Required work:
For the entries below, say how many lines hold the word "Deserialize", with the number as the only reply.
Segment Start: Records provided
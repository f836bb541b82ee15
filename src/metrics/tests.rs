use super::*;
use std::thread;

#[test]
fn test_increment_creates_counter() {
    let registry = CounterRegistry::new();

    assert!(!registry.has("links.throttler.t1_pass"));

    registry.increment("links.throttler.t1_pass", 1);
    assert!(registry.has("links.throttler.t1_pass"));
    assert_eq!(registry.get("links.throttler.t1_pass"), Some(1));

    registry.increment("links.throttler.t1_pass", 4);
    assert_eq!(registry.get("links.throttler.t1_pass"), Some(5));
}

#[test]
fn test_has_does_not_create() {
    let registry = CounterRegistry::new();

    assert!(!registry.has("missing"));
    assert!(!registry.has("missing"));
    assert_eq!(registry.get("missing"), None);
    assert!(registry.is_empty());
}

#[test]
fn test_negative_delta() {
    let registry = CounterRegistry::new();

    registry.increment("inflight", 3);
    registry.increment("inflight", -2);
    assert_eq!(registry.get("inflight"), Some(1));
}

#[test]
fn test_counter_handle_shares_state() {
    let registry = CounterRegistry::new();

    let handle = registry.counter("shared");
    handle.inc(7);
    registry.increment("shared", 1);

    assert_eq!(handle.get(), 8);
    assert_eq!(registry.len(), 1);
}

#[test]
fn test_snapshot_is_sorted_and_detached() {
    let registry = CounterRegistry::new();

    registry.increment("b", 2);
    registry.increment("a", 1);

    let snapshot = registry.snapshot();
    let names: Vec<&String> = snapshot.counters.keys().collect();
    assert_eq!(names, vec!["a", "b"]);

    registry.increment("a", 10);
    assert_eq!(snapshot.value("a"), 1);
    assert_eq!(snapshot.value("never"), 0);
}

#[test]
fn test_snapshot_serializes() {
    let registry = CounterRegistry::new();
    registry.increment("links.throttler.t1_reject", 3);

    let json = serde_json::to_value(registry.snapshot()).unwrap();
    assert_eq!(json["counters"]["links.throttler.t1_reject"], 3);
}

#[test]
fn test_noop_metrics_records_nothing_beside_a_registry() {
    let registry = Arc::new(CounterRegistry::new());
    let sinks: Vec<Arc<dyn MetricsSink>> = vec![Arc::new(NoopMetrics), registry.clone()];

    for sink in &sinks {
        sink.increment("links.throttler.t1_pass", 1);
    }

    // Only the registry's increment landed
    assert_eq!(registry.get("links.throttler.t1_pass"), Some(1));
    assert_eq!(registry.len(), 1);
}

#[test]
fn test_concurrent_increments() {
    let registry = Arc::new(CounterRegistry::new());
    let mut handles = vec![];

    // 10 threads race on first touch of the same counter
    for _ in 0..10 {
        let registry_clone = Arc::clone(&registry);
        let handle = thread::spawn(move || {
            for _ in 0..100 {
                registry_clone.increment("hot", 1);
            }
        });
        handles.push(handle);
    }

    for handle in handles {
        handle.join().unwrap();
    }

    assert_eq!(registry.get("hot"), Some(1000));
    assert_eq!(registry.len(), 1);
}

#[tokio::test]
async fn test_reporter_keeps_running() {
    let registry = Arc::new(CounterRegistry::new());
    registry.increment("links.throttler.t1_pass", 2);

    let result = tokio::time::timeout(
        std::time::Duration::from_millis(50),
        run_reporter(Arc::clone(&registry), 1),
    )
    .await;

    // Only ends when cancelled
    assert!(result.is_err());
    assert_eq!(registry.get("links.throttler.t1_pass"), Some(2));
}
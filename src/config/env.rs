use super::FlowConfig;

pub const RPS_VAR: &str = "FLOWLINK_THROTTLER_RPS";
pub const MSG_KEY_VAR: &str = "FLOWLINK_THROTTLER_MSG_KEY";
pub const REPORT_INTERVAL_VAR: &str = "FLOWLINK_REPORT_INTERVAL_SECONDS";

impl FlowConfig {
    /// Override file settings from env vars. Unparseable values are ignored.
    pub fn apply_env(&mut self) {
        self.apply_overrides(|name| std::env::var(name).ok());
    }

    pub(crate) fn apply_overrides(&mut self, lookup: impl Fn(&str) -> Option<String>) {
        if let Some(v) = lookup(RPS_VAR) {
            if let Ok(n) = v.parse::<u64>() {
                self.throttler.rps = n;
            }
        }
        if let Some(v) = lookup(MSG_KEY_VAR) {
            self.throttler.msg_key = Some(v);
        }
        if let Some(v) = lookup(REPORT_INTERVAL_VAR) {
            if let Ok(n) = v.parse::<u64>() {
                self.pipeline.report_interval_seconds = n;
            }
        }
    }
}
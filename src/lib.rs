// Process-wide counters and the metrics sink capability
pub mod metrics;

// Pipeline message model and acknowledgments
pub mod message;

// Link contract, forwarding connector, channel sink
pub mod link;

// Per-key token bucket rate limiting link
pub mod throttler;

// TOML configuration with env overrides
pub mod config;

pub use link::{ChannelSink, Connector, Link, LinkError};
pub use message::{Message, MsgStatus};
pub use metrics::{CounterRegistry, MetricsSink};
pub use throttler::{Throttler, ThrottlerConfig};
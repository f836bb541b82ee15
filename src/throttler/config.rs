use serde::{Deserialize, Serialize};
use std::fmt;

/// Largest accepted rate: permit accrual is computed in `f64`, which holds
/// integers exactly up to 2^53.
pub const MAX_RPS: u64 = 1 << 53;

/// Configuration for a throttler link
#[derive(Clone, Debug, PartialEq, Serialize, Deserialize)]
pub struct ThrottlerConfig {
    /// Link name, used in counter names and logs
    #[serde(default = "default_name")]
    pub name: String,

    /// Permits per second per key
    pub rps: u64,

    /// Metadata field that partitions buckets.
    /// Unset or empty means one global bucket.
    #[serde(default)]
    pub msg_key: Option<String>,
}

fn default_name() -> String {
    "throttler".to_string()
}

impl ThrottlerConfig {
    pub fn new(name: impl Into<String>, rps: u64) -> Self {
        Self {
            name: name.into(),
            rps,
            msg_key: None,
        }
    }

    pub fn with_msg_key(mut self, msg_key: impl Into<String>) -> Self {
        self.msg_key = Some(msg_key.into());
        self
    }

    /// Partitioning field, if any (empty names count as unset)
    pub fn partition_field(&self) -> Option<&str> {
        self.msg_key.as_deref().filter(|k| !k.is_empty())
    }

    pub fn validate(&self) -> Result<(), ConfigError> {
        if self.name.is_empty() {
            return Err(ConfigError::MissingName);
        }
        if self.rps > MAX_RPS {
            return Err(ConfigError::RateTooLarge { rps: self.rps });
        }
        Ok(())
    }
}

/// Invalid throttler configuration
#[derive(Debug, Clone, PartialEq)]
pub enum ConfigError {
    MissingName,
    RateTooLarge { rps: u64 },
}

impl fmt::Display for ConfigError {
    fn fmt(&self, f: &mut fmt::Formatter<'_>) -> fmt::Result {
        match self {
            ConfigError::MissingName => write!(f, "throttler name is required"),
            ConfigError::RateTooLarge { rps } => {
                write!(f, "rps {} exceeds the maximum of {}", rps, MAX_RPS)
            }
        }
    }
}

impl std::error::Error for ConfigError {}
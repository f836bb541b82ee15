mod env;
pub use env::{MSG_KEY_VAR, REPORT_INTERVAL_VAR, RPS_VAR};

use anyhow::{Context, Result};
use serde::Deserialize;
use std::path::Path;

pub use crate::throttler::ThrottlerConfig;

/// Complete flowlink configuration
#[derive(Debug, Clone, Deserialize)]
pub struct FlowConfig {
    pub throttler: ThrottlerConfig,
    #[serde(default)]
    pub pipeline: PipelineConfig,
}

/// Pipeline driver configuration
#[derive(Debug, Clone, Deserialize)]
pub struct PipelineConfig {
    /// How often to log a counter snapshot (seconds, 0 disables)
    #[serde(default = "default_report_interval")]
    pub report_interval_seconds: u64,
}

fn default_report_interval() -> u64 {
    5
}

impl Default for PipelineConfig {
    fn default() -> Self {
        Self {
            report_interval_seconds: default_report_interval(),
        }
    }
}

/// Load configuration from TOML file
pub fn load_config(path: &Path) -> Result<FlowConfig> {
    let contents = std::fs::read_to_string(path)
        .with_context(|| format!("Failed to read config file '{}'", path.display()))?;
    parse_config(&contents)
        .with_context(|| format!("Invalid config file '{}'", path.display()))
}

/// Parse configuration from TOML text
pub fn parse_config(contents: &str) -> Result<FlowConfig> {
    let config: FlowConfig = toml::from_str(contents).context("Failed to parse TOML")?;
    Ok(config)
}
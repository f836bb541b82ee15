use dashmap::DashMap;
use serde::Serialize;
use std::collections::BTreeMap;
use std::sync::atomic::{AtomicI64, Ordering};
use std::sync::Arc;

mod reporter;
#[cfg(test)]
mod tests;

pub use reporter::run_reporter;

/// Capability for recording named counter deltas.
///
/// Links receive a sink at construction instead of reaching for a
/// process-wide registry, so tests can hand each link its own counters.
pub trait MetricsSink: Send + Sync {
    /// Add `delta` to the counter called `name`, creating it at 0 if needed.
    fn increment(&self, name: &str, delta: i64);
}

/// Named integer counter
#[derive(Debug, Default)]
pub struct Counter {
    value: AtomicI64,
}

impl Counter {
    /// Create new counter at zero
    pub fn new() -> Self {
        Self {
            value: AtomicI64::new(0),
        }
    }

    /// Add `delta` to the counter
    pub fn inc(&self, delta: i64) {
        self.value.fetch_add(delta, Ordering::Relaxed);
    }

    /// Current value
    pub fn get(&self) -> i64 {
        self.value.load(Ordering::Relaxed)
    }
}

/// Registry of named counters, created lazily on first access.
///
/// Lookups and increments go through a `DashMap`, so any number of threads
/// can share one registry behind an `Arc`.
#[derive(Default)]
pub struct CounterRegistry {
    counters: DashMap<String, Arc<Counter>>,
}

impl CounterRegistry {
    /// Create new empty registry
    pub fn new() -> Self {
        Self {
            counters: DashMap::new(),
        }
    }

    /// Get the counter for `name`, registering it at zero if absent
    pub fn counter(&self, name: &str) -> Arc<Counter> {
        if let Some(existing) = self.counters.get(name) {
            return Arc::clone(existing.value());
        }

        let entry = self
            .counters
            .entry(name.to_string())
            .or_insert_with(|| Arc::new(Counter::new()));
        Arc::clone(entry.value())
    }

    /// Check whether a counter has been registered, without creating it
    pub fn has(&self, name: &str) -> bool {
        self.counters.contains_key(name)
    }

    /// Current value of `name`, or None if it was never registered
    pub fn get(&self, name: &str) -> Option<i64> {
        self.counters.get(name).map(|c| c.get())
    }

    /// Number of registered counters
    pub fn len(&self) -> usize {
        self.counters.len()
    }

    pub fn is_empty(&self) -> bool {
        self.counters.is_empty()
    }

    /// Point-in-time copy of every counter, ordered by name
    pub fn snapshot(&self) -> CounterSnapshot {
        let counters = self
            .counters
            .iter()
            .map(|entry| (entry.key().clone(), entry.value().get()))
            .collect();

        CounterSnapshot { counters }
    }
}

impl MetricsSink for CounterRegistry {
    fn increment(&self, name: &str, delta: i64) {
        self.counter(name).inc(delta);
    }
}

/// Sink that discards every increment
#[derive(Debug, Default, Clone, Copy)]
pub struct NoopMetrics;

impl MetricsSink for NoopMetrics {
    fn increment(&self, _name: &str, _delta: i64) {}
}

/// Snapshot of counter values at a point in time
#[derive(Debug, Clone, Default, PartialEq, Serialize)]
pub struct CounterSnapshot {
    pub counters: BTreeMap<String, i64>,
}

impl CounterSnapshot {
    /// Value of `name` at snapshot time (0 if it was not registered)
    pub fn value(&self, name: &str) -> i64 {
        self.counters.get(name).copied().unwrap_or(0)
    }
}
Segment End: Records provided
Segment Start: Records provided
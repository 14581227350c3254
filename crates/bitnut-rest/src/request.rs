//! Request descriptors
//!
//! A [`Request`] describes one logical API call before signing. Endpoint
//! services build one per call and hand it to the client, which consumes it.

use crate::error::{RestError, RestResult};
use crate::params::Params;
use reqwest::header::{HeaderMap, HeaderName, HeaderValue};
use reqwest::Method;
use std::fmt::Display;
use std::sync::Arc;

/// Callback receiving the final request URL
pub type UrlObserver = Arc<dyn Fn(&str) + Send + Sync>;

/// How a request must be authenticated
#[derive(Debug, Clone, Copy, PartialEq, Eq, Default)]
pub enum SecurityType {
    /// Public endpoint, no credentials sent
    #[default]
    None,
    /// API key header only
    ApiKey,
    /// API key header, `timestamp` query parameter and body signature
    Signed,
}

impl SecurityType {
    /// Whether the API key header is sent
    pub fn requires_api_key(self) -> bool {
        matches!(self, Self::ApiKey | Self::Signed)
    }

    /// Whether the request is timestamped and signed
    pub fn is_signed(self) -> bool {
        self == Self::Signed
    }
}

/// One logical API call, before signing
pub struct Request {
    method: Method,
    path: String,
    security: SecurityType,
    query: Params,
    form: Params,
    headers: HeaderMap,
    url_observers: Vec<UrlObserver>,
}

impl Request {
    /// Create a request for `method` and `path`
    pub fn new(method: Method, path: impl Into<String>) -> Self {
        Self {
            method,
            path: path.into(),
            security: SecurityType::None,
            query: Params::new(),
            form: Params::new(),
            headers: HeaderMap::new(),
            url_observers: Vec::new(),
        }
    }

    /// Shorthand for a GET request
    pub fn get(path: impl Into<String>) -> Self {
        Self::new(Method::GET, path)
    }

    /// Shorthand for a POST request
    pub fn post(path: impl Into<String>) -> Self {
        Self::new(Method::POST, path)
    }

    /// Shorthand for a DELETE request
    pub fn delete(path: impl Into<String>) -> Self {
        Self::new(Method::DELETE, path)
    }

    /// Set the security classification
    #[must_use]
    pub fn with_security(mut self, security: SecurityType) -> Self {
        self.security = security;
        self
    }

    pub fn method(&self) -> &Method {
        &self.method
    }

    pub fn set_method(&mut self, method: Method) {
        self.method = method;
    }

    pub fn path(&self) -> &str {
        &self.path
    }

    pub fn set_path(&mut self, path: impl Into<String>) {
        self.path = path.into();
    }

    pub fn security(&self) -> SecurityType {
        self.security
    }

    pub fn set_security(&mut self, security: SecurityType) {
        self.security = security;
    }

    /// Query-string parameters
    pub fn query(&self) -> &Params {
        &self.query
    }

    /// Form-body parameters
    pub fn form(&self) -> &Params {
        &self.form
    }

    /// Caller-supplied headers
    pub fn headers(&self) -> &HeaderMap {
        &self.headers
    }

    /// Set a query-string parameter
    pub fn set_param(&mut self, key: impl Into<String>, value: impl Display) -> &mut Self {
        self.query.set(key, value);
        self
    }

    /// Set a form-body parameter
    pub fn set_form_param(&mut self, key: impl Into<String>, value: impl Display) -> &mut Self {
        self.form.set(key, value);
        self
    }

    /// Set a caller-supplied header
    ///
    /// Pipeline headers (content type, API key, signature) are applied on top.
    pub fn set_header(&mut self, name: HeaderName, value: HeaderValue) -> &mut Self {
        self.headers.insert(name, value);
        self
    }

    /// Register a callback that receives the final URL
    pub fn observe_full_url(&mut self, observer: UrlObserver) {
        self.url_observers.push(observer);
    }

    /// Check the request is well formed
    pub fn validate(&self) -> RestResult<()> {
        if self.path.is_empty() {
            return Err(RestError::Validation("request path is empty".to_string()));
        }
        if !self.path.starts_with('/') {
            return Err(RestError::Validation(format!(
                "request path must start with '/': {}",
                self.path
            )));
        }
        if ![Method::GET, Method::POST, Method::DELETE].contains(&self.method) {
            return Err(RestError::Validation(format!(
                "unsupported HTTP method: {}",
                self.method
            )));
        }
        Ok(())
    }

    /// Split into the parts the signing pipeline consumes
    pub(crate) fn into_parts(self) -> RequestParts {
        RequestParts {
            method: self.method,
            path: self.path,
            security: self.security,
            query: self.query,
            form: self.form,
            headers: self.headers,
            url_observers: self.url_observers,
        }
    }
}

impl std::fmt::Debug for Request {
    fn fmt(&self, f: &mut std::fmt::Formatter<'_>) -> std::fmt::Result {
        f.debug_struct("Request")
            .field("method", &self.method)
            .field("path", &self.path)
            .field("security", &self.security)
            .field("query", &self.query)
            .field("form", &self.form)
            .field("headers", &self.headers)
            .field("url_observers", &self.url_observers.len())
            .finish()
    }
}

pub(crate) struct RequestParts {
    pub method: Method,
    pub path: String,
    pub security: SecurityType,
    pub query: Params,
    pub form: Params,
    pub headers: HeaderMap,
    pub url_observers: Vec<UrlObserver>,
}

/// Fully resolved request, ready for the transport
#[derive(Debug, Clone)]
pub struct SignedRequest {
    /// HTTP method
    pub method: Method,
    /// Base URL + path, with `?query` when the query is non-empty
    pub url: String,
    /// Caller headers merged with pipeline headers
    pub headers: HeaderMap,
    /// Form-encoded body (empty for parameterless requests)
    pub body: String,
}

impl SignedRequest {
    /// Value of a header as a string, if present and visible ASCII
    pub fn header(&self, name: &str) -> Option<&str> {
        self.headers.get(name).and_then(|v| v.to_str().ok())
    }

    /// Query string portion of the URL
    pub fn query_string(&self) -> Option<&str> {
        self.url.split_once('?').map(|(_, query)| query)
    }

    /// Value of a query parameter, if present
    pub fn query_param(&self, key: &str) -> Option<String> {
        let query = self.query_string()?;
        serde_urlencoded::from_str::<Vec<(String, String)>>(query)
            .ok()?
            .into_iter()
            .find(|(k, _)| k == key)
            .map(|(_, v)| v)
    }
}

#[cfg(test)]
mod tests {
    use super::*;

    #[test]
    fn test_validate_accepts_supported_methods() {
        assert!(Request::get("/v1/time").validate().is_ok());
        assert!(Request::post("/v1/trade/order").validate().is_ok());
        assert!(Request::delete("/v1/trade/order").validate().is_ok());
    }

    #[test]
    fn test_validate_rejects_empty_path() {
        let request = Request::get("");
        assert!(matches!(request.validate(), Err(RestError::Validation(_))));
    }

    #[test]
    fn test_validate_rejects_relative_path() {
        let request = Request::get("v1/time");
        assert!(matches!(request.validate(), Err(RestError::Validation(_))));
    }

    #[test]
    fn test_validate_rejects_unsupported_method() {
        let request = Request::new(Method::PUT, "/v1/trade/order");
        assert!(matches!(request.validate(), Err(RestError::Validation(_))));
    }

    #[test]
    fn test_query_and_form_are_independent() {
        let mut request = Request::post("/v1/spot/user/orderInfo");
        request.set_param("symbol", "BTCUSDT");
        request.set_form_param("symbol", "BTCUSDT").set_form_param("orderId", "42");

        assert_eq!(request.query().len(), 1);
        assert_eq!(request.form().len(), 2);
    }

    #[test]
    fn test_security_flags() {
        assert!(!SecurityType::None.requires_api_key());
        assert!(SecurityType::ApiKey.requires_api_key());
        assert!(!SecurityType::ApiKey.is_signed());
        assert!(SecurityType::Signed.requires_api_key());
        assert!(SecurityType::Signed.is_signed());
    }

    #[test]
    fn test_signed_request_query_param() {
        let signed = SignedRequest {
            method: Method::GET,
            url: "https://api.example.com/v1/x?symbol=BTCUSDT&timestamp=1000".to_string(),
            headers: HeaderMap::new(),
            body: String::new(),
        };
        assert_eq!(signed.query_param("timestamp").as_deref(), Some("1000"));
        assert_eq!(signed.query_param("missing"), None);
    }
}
Segment End: Records provided
Exercise result:
5